Well, I guess it sorta does now that you mention it. It's amazing what a person can see opening up a log.


----------



## Daren (Oct 14, 2006)

...And this set is for sure my new computer desk. I like it.


----------



## jdixon (Nov 21, 2007)

Holy crap that is beautiful! Those slabs are like works of art just they way they sit. Nice, Nice, Nice!

John


----------



## ecologito (Jan 27, 2008)

very cool stuff!


----------



## Rick C. (Dec 17, 2008)

Man,that's some beautimous stuff:yes::yes:.I have some red oak with some really cool borer beetle trails I'll trade :laughing:.


----------



## firehawkmph (Apr 26, 2008)

Daren,
I like crotches too, but I can't post my pics here. :laughing:
Seriously, nice wood. Can I say that?:laughing:
You always seem to come across some very unique pieces. Like the world's greatest treasure hunt.
Mike Hawkins


----------



## JP Sinclair (Nov 13, 2006)

Those end to end bookmatches are the bomb bro!. What a cool idea for a desk. How thick did you go with them?


----------



## Daren (Oct 14, 2006)

6/4 JP. I have been milling all my crotches 6/4 lately, they seem to dry flatter but still in a decent amount of time. 4/4 was wanting to cup and 8/4 was just too thick for most of my needs and took longer to dry.


----------



## RHarkins (Mar 6, 2009)

Daren;
How do you dry them to keep cracking to a minimum?
Ron


----------



## Daren (Oct 14, 2006)

...insider secret here Ron...I just cross my fingers and hope for the best . Other than endseal them (which I do) that is about all a guy can do. Some times they do crack, that's not a deal breaker for me though I like the Nakashima look with inlayed butterfly repairs.

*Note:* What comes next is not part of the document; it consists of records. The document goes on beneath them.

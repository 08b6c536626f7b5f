//! Retained element tree.
//!
//! Provides the arena-backed document the engine targets:
//! - Unique element identifiers via arena-based storage
//! - Parent-child structure with cascade removal
//! - Attribute and class storage with an id-attribute index
//! - Visibility channels, focusables, and selector queries
//!
//! The engine never holds element references across calls; everything is
//! re-resolved through [`ElementId`] handles, which stay stable while the
//! tree changes around them.
//!
//! # Key Types
//!
//! - [`ElementId`] - Unique stable identifier for each element
//! - [`Document`] - The element tree and all lookups over it
//! - [`VisibilityChannel`] - Which attribute expresses hidden state

use std::collections::HashMap;
use std::fmt;

use slotmap::{new_key_type, SlotMap};

use louver_style::selector::{any_matches, matches, MatchContext, Selector, SelectorList, TreeContext};

use super::attrs;

new_key_type! {
    /// A unique identifier for an element in a [`Document`].
    ///
    /// `ElementId`s are stable handles that remain valid even as the tree
    /// changes. They become invalid when the element is removed.
    pub struct ElementId;
}

/// Errors that can occur during element tree operations.
#[derive(Debug, Clone, PartialEq, Eq)]
pub enum DomError {
    /// The element ID is invalid or has been removed.
    InvalidElementId,
    /// Attempted to make an element its own descendant.
    CircularParentage,
    /// The reference element is not a child of the given parent.
    NotAChild,
}

impl fmt::Display for DomError {
    fn fmt(&self, f: &mut fmt::Formatter<'_>) -> fmt::Result {
        match self {
            Self::InvalidElementId => write!(f, "Invalid or removed element ID"),
            Self::CircularParentage => {
                write!(f, "Cannot insert an element into its own subtree")
            }
            Self::NotAChild => write!(f, "Reference element is not a child of the parent"),
        }
    }
}

impl std::error::Error for DomError {}

/// Result type for element tree operations.
pub type DomResult<T> = std::result::Result<T, DomError>;

/// Which attribute expresses an element's hidden state.
///
/// Detected per element: an element carrying `aria-hidden` uses
/// [`VisibilityChannel::AriaHidden`], everything else the boolean `hidden`
/// attribute. The update rules never write the other channel's attribute, so
/// the detection is stable for the element's lifetime.
#[derive(Debug, Clone, Copy, PartialEq, Eq)]
pub enum VisibilityChannel {
    /// Presence/absence of the boolean `hidden` attribute.
    Hidden,
    /// The `aria-hidden` attribute holding `"true"`/`"false"`.
    AriaHidden,
}

/// Tags focusable without an explicit `tabindex`.
const INTRINSIC_FOCUSABLE: &[&str] = &["button", "input", "select", "textarea", "summary", "iframe"];

/// Internal data stored for each element.
struct ElementData {
    /// Tag name, lowercase.
    tag: String,
    /// Attributes in authored order. The `class` entry mirrors `classes`.
    attributes: Vec<(String, String)>,
    /// Class list, kept in sync with the `class` attribute.
    classes: Vec<String>,
    /// Parent element (if any).
    parent: Option<ElementId>,
    /// Child elements, in document order.
    children: Vec<ElementId>,
}

impl ElementData {
    fn new(tag: String) -> Self {
        Self {
            tag,
            attributes: Vec::new(),
            classes: Vec::new(),
            parent: None,
            children: Vec::new(),
        }
    }

    fn attribute(&self, name: &str) -> Option<&str> {
        self.attributes
            .iter()
            .find(|(n, _)| n == name)
            .map(|(_, v)| v.as_str())
    }
}

/// The element tree the engine reads and mutates.
///
/// Uses arena-based storage via SlotMap for stable element IDs. An embedder
/// builds the tree through this API, hands the document to the engine, and
/// mirrors attribute changes back out to its real surface.
pub struct Document {
    elements: SlotMap<ElementId, ElementData>,
    /// Top-level elements in insertion order.
    roots: Vec<ElementId>,
    /// Incrementally maintained id-attribute index (first claimant wins).
    ids: HashMap<String, ElementId>,
    /// The currently focused element, if any.
    focused: Option<ElementId>,
}
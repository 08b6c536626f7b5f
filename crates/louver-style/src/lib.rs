//! Selector parsing and matching for Louver.
//!
//! This crate provides the selector machinery Louver's scoped side effects
//! are declared with:
//!
//! - **Selectors**: Tag, class, ID, and combinator selectors
//! - **Lists**: Comma-separated selector groups with preserved authored order
//! - **Parsing**: `cssparser`-based tokenization with fail-fast errors
//! - **Matching**: Store-agnostic structural matching via [`selector::TreeContext`]
//!
//! # Example
//!
//! ```
//! use louver_style::selector::parse_selector_list;
//!
//! let list = parse_selector_list(".sidebar, main > .content").unwrap();
//! assert_eq!(list.len(), 2);
//!
//! // Malformed selectors fail fast instead of half-applying a scope.
//! assert!(parse_selector_list(".sidebar, > p").is_err());
//! ```

pub mod selector;

mod error;

pub use error::{Error, Result};

/// Prelude module with commonly used types.
pub mod prelude {
    pub use crate::selector::{
        any_matches, matches, parse_selector, parse_selector_list, Combinator, MatchContext,
        Selector, SelectorList, SelectorMatcher, SelectorPart, TagSelector, TreeContext,
    };
    pub use crate::{Error, Result};
}
//! Element tree and attribute contract.
//!
//! Everything the engine knows about the page lives here: the retained
//! [`Document`] arena, the [`attrs`] names the engine reads and writes, and
//! the visibility/focus helpers built on top of them.

pub mod attrs;
mod document;

pub use document::{Document, DomError, DomResult, ElementId, VisibilityChannel};
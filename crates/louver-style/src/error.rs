//! Error types for the selector system.

/// Result type alias for selector operations.
pub type Result<T> = std::result::Result<T, Error>;

/// Errors that can occur in the selector system.
#[derive(Debug, Clone, PartialEq, Eq, thiserror::Error)]
pub enum Error {
    /// Selector parsing error.
    #[error("Invalid selector '{selector}': {message}")]
    InvalidSelector { selector: String, message: String },

    /// Tokenizer-level parse error.
    #[error("Selector parse error: {message}")]
    Parse { message: String },
}

impl Error {
    /// Create a selector error.
    pub fn invalid_selector(selector: impl Into<String>, message: impl Into<String>) -> Self {
        Self::InvalidSelector {
            selector: selector.into(),
            message: message.into(),
        }
    }

    /// Create a parse error.
    pub fn parse(message: impl Into<String>) -> Self {
        Self::Parse {
            message: message.into(),
        }
    }
}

In fact I have had a couple pieces I was a little bummed they didn't crack just so I could have done the inlays.


----------



## RHarkins (Mar 6, 2009)

Daren;
Holy Smokes... I didn't realize that I had been using an insider secret all this time! :laughing:
Your inlay repairs sound interesting....
Could you post some pictures of some you have done?
Thanks;
Ron


----------



## Daren (Oct 14, 2006)

RHarkins said:


> Could you post some pictures of some you have done?
> Thanks;
> Ron


Here is a thread about it http://www.woodworkingtalk.com/f2/butterfly-inlays-split-boards-7263/


----------



## Denny (Mar 22, 2009)

Daren, love the butterflies. When you cut one if you have a gap what do you fill it with? I want to learn to do this myself. Thanks Denny


----------



## Daren (Oct 14, 2006)

Denny, just a _little_ gap the glue/finish will fill. If the gap is too big, cut another butterfly or you will be let down in the end.


----------